[Stored items]
════════

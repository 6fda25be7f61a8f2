//! The categorized event record.

use std::fmt;

use chrono::{DateTime, Local, Utc};
use indexmap::IndexMap;
use serde::{Deserialize, Serialize};
use uuid::Uuid;

use crate::error::{RecordError, RecordResult};
use crate::value::{FieldMap, FieldValue};

/// Name of the category used by [`CategorizedRecord::set_user_data`].
pub const USER_CATEGORY: &str = "User";

/// Kind (severity) of a captured event.
#[derive(Debug, Clone, Copy, PartialEq, Eq, Hash, Serialize, Deserialize)]
pub enum EventKind {
    /// A recoverable error.
    Error,
    /// Something unexpected but harmless.
    Warning,
    /// An unrecoverable error.
    Fatal,
    /// Informational event.
    Info,
    /// A captured fault.
    Exception,
    /// A duration budget was exceeded.
    PerfIssue,
    /// Code that should never run did run.
    InvalidCodePath,
}

impl EventKind {
    /// Get the kind name as a string.
    pub fn as_str(&self) -> &'static str {
        match self {
            EventKind::Error => "Error",
            EventKind::Warning => "Warning",
            EventKind::Fatal => "Fatal",
            EventKind::Info => "Info",
            EventKind::Exception => "Exception",
            EventKind::PerfIssue => "PerfIssue",
            EventKind::InvalidCodePath => "InvalidCodePath",
        }
    }
}

impl fmt::Display for EventKind {
    fn fmt(&self, f: &mut fmt::Formatter<'_>) -> fmt::Result {
        f.write_str(self.as_str())
    }
}

/// Unique identifier for a record.
#[derive(Debug, Clone, Copy, PartialEq, Eq, Hash, Serialize, Deserialize)]
#[serde(transparent)]
pub struct RecordId(Uuid);

impl RecordId {
    /// Create a new random record ID.
    pub fn new() -> Self {
        Self(Uuid::new_v4())
    }
}

impl Default for RecordId {
    fn default() -> Self {
        Self::new()
    }
}

impl fmt::Display for RecordId {
    fn fmt(&self, f: &mut fmt::Formatter<'_>) -> fmt::Result {
        write!(f, "{}", self.0.simple())
    }
}

/// A snapshot of diagnostic facts grouped into named categories.
///
/// Each category maps field names to [`FieldValue`]s. Category and field
/// insertion order is preserved for rendering. A category, once created,
/// stays the same mapping for the life of the record.
///
/// # Example
///
/// ```
/// use faultline_core::{CategorizedRecord, EventKind, FieldValue};
///
/// let mut record = CategorizedRecord::with_message(EventKind::Error, "disk full");
/// record.set("Storage", "FreeBytes", 0);
/// assert_eq!(record.get("Storage", "FreeBytes"), Some(&FieldValue::Int(0)));
/// assert!(record.get("Storage", "Missing").is_none());
/// ```
#[derive(Debug, Clone, Serialize, Deserialize)]
#[serde(rename_all = "camelCase")]
pub struct CategorizedRecord {
    id: RecordId,
    kind: EventKind,
    message: String,
    created_at_local: DateTime<Local>,
    created_at_utc: DateTime<Utc>,
    #[serde(default)]
    signature: Option<String>,
    #[serde(default)]
    categories: IndexMap<String, FieldMap>,
}

fn is_blank(s: &str) -> bool {
    s.trim().is_empty()
}

impl CategorizedRecord {
    /// Create a record whose message is the kind name.
    pub fn new(kind: EventKind) -> Self {
        Self::with_message(kind, kind.as_str())
    }

    /// Create a record with a message.
    pub fn with_message(kind: EventKind, message: impl Into<String>) -> Self {
        let utc = Utc::now();
        Self {
            id: RecordId::new(),
            kind,
            message: message.into(),
            created_at_local: utc.with_timezone(&Local),
            created_at_utc: utc,
            signature: None,
            categories: IndexMap::new(),
        }
    }

    /// Get the record ID.
    pub fn id(&self) -> RecordId {
        self.id
    }

    /// Get the record kind.
    pub fn kind(&self) -> EventKind {
        self.kind
    }

    /// Get the summary message.
    pub fn message(&self) -> &str {
        &self.message
    }

    /// Local creation time.
    pub fn created_at_local(&self) -> DateTime<Local> {
        self.created_at_local
    }

    /// UTC creation time.
    pub fn created_at_utc(&self) -> DateTime<Utc> {
        self.created_at_utc
    }

    /// Get the dedup signature, once computed.
    pub fn signature(&self) -> Option<&str> {
        self.signature.as_deref()
    }

    /// Set the dedup signature.
    pub fn set_signature(&mut self, signature: impl Into<String>) {
        self.signature = Some(signature.into());
    }

    /// Set a field, creating the category if needed.
    ///
    /// Blank category or field names are ignored.
    pub fn set(&mut self, category: &str, field: &str, value: impl Into<FieldValue>) {
        if is_blank(field) {
            return;
        }
        if let Some(map) = self.get_or_create_category(category) {
            map.insert(field.to_string(), value.into());
        }
    }

    /// Get a field value.
    pub fn get(&self, category: &str, field: &str) -> Option<&FieldValue> {
        if is_blank(field) {
            return None;
        }
        self.category(category)?.get(field)
    }

    /// Get a category, creating it on first access.
    ///
    /// Returns `None` only for a blank name.
    pub fn get_or_create_category(&mut self, name: &str) -> Option<&mut FieldMap> {
        if is_blank(name) {
            return None;
        }
        Some(self.categories.entry(name.to_string()).or_default())
    }

    /// Get a category if it has been created.
    pub fn category(&self, name: &str) -> Option<&FieldMap> {
        if is_blank(name) {
            return None;
        }
        self.categories.get(name)
    }

    /// Get a category mutably if it has been created.
    pub fn category_mut(&mut self, name: &str) -> Option<&mut FieldMap> {
        if is_blank(name) {
            return None;
        }
        self.categories.get_mut(name)
    }

    /// Iterate categories in creation order.
    pub fn categories(&self) -> impl Iterator<Item = (&str, &FieldMap)> {
        self.categories.iter().map(|(k, v)| (k.as_str(), v))
    }

    /// Number of categories.
    pub fn category_count(&self) -> usize {
        self.categories.len()
    }

    /// Set a field in the `User` category.
    pub fn set_user_data(&mut self, name: &str, value: impl Into<FieldValue>) {
        self.set(USER_CATEGORY, name, value);
    }

    /// Get a field from the `User` category.
    pub fn user_data(&self, name: &str) -> Option<&FieldValue> {
        self.get(USER_CATEGORY, name)
    }

    /// Serialize to the JSON transport form.
    pub fn to_json(&self, pretty: bool) -> RecordResult<String> {
        let json = if pretty {
            serde_json::to_string_pretty(self)?
        } else {
            serde_json::to_string(self)?
        };
        Ok(json)
    }

    /// Serialize to a JSON value.
    pub fn to_json_value(&self) -> RecordResult<serde_json::Value> {
        Ok(serde_json::to_value(self)?)
    }

    /// Parse a record from its JSON transport form.
    pub fn from_json(text: &str) -> RecordResult<Self> {
        if is_blank(text) {
            return Err(RecordError::EmptyInput);
        }
        Ok(serde_json::from_str(text)?)
    }
}

impl fmt::Display for CategorizedRecord {
    fn fmt(&self, f: &mut fmt::Formatter<'_>) -> fmt::Result {
        match self.to_json(true) {
            Ok(json) => f.write_str(&json),
            Err(_) => write!(f, "{}: {}", self.kind, self.message),
        }
    }
}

════════

### Prompt
Reproduce the records word for word.

### Output of the task
repository 6fda25be7f61a8f2
//! The categorized event record.

use std::fmt;

use chrono::{DateTime, Local, Utc};
use indexmap::IndexMap;
use serde::{Deserialize, Serialize};
use uuid::Uuid;

use crate::error::{RecordError, RecordResult};
use crate::value::{FieldMap, FieldValue};

/// Name of the category used by [`CategorizedRecord::set_user_data`].
pub const USER_CATEGORY: &str = "User";

/// Kind (severity) of a captured event.
#[derive(Debug, Clone, Copy, PartialEq, Eq, Hash, Serialize, Deserialize)]
pub enum EventKind {
    /// A recoverable error.
    Error,
    /// Something unexpected but harmless.
    Warning,
    /// An unrecoverable error.
    Fatal,
    /// Informational event.
    Info,
    /// A captured fault.
    Exception,
    /// A duration budget was exceeded.
    PerfIssue,
    /// Code that should never run did run.
    InvalidCodePath,
}

impl EventKind {
    /// Get the kind name as a string.
    pub fn as_str(&self) -> &'static str {
        match self {
            EventKind::Error => "Error",
            EventKind::Warning => "Warning",
            EventKind::Fatal => "Fatal",
            EventKind::Info => "Info",
            EventKind::Exception => "Exception",
            EventKind::PerfIssue => "PerfIssue",
            EventKind::InvalidCodePath => "InvalidCodePath",
        }
    }
}

impl fmt::Display for EventKind {
    fn fmt(&self, f: &mut fmt::Formatter<'_>) -> fmt::Result {
        f.write_str(self.as_str())
    }
}

/// Unique identifier for a record.
#[derive(Debug, Clone, Copy, PartialEq, Eq, Hash, Serialize, Deserialize)]
#[serde(transparent)]
pub struct RecordId(Uuid);

impl RecordId {
    /// Create a new random record ID.
    pub fn new() -> Self {
        Self(Uuid::new_v4())
    }
}

impl Default for RecordId {
    fn default() -> Self {
        Self::new()
    }
}

impl fmt::Display for RecordId {
    fn fmt(&self, f: &mut fmt::Formatter<'_>) -> fmt::Result {
        write!(f, "{}", self.0.simple())
    }
}

/// A snapshot of diagnostic facts grouped into named categories.
///
/// Each category maps field names to [`FieldValue`]s. Category and field
/// insertion order is preserved for rendering. A category, once created,
/// stays the same mapping for the life of the record.
///
/// # Example
///
/// ```
/// use faultline_core::{CategorizedRecord, EventKind, FieldValue};
///
/// let mut record = CategorizedRecord::with_message(EventKind::Error, "disk full");
/// record.set("Storage", "FreeBytes", 0);
/// assert_eq!(record.get("Storage", "FreeBytes"), Some(&FieldValue::Int(0)));
/// assert!(record.get("Storage", "Missing").is_none());
/// ```
#[derive(Debug, Clone, Serialize, Deserialize)]
#[serde(rename_all = "camelCase")]
pub struct CategorizedRecord {
    id: RecordId,
    kind: EventKind,
    message: String,
    created_at_local: DateTime<Local>,
    created_at_utc: DateTime<Utc>,
    #[serde(default)]
    signature: Option<String>,
    #[serde(default)]
    categories: IndexMap<String, FieldMap>,
}

fn is_blank(s: &str) -> bool {
    s.trim().is_empty()
}

impl CategorizedRecord {
    /// Create a record whose message is the kind name.
    pub fn new(kind: EventKind) -> Self {
        Self::with_message(kind, kind.as_str())
    }

    /// Create a record with a message.
    pub fn with_message(kind: EventKind, message: impl Into<String>) -> Self {
        let utc = Utc::now();
        Self {
            id: RecordId::new(),
            kind,
            message: message.into(),
            created_at_local: utc.with_timezone(&Local),
            created_at_utc: utc,
            signature: None,
            categories: IndexMap::new(),
        }
    }

    /// Get the record ID.
    pub fn id(&self) -> RecordId {
        self.id
    }

    /// Get the record kind.
    pub fn kind(&self) -> EventKind {
        self.kind
    }

    /// Get the summary message.
    pub fn message(&self) -> &str {
        &self.message
    }

    /// Local creation time.
    pub fn created_at_local(&self) -> DateTime<Local> {
        self.created_at_local
    }

    /// UTC creation time.
    pub fn created_at_utc(&self) -> DateTime<Utc> {
        self.created_at_utc
    }

    /// Get the dedup signature, once computed.
    pub fn signature(&self) -> Option<&str> {
        self.signature.as_deref()
    }

    /// Set the dedup signature.
    pub fn set_signature(&mut self, signature: impl Into<String>) {
        self.signature = Some(signature.into());
    }

    /// Set a field, creating the category if needed.
    ///
    /// Blank category or field names are ignored.
    pub fn set(&mut self, category: &str, field: &str, value: impl Into<FieldValue>) {
        if is_blank(field) {
            return;
        }
        if let Some(map) = self.get_or_create_category(category) {
            map.insert(field.to_string(), value.into());
        }
    }

    /// Get a field value.
    pub fn get(&self, category: &str, field: &str) -> Option<&FieldValue> {
        if is_blank(field) {
            return None;
        }
        self.category(category)?.get(field)
    }

    /// Get a category, creating it on first access.
    ///
    /// Returns `None` only for a blank name.
    pub fn get_or_create_category(&mut self, name: &str) -> Option<&mut FieldMap> {
        if is_blank(name) {
            return None;
        }
        Some(self.categories.entry(name.to_string()).or_default())
    }

    /// Get a category if it has been created.
    pub fn category(&self, name: &str) -> Option<&FieldMap> {
        if is_blank(name) {
            return None;
        }
        self.categories.get(name)
    }

    /// Get a category mutably if it has been created.
    pub fn category_mut(&mut self, name: &str) -> Option<&mut FieldMap> {
        if is_blank(name) {
            return None;
        }
        self.categories.get_mut(name)
    }

    /// Iterate categories in creation order.
    pub fn categories(&self) -> impl Iterator<Item = (&str, &FieldMap)> {
        self.categories.iter().map(|(k, v)| (k.as_str(), v))
    }

    /// Number of categories.
    pub fn category_count(&self) -> usize {
        self.categories.len()
    }

    /// Set a field in the `User` category.
    pub fn set_user_data(&mut self, name: &str, value: impl Into<FieldValue>) {
        self.set(USER_CATEGORY, name, value);
    }

    /// Get a field from the `User` category.
    pub fn user_data(&self, name: &str) -> Option<&FieldValue> {
        self.get(USER_CATEGORY, name)
    }

    /// Serialize to the JSON transport form.
    pub fn to_json(&self, pretty: bool) -> RecordResult<String> {
        let json = if pretty {
            serde_json::to_string_pretty(self)?
        } else {
            serde_json::to_string(self)?
        };
        Ok(json)
    }

    /// Serialize to a JSON value.
    pub fn to_json_value(&self) -> RecordResult<serde_json::Value> {
        Ok(serde_json::to_value(self)?)
    }

    /// Parse a record from its JSON transport form.
    pub fn from_json(text: &str) -> RecordResult<Self> {
        if is_blank(text) {
            return Err(RecordError::EmptyInput);
        }
        Ok(serde_json::from_str(text)?)
    }
}

impl fmt::Display for CategorizedRecord {
    fn fmt(&self, f: &mut fmt::Formatter<'_>) -> fmt::Result {
        match self.to_json(true) {
            Ok(json) => f.write_str(&json),
            Err(_) => write!(f, "{}: {}", self.kind, self.message),
        }
    }
}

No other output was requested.